_Listed records:_

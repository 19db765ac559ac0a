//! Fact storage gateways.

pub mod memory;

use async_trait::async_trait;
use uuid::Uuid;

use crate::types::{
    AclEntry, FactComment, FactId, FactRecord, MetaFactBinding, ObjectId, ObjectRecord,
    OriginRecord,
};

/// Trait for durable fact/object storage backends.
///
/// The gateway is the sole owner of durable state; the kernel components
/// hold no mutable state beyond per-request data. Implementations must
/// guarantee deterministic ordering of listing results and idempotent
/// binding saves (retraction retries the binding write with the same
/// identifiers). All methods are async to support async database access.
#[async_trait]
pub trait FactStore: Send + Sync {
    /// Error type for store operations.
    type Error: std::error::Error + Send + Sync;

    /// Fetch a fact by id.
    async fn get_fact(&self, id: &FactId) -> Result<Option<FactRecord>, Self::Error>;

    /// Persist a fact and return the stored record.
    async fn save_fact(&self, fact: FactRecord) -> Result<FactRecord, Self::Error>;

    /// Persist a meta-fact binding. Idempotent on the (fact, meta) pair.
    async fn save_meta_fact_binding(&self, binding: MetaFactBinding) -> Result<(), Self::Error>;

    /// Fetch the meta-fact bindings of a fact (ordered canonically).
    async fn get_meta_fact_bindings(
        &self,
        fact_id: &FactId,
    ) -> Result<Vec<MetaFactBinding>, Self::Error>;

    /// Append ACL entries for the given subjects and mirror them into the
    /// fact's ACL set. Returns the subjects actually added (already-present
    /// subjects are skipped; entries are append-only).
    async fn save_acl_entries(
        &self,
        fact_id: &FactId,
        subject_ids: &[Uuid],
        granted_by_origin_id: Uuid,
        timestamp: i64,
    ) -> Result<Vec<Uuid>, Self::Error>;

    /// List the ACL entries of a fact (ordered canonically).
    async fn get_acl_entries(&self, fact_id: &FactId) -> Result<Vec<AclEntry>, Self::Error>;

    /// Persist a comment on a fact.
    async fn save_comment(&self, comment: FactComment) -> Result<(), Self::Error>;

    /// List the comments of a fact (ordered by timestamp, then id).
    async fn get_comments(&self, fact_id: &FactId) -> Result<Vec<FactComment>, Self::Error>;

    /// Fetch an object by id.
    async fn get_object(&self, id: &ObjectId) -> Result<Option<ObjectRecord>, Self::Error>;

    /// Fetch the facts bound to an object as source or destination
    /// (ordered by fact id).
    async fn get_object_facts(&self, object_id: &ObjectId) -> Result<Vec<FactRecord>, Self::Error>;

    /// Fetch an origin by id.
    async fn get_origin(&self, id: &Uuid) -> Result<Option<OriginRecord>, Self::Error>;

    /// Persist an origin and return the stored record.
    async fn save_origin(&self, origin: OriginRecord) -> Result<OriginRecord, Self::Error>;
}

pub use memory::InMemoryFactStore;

_Activity:_ Which lines in the records above hold the string "durable"? Copy each of them.

_Task response:_
/// Trait for durable fact/object storage backends.
/// The gateway is the sole owner of durable state; the kernel components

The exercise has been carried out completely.